If I have a dataset that contains [City, Dealership, Total Cars Sold]. How would I get the top dealer in each city and the number of cars they sold?
The results should look like
City1 Dealership A 2000
City2 Dealership X 1000
etc.
I'm sure it's possible, but I'm not having any luck and it might because i'm approaching the problem the wrong way.
Currently i'm grouping by Dealership and City which creates a Frame<(string*string*int), int>
and that gets me
City1 Dealership A 1 -> 2000
City1 Dealership B 2 -> 1000
City2 Dealership X 3 -> 1000
City2 Dealership Y 4 -> 500
etc.
But trying to then get the dealership that does the most deals is where i'm stumped.
Thanks.
I adapted Tomas's answer and output the type as Series<string, (string * int)>
let data = series [
("City1", "Dealership A") => 2000
("City1", "Dealership B") => 1000
("City2", "Dealership X") => 1000
("City2", "Dealership Y") => 500 ]
data
|> Series.groupBy (fun k _ -> fst k)
|> Series.mapValues (fun sr ->
let sorted = sr |> Series.sortBy(fun x -> -x)

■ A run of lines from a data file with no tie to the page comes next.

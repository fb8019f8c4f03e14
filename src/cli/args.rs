//! CLI argument definitions using clap
//!
//! Commands:
//! - docbridge init --config <path>
//! - docbridge serve --config <path>

use clap::{Parser, Subcommand};
use std::path::PathBuf;

/// docbridge - session gateway for a collaborative document editor
#[derive(Parser, Debug)]
#[command(name = "docbridge")]
#[command(version, about, long_about = None)]
pub struct Cli {
    #[command(subcommand)]
    pub command: Command,
}

#[derive(Subcommand, Debug)]
pub enum Command {
    /// Write a starter configuration and create the storage root
    Init {
        /// Path to configuration file
        #[arg(long, default_value = "./docbridge.json")]
        config: PathBuf,
    },

    /// Start the gateway server
    Serve {
        /// Path to configuration file
        #[arg(long, default_value = "./docbridge.json")]
        config: PathBuf,
    },
}

impl Cli {
    /// Parse command line arguments
    pub fn parse_args() -> Self {
        Cli::parse()
    }
}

let key = sorted |> Series.firstKey |> snd
let value = sorted |> Series.firstValue
key, value )
The output looks like
City1 -> (Dealership A, 2000)
City2 -> (Dealership X, 1000)
EDITED
I assume you have a csv file like this
City,Dealership,TotalCarsSold
City1,Dealership A,2000
City1,Dealership B,1000
City2,Dealership X,1000
City2,Dealership Y,500
This is how I'll do it. Read it as Frame
and get the column as Series
and apply the same code above to get result.
let df =
Frame.ReadCsv("C:/Temp/dealership.csv")
|> Frame.indexRowsUsing(fun r -> r.GetAs<string>("City"), r.GetAs<string>("Dealership"))
df?TotalCarsSold
|> Series.groupBy (fun k _ -> fst k)
|> Series.mapValues (fun sr ->
let sorted = sr |> Series.sortBy(fun x -> -x)
let key = sorted |> Series.firstKey |> snd
let value = sorted |> Series.firstValue
key, value )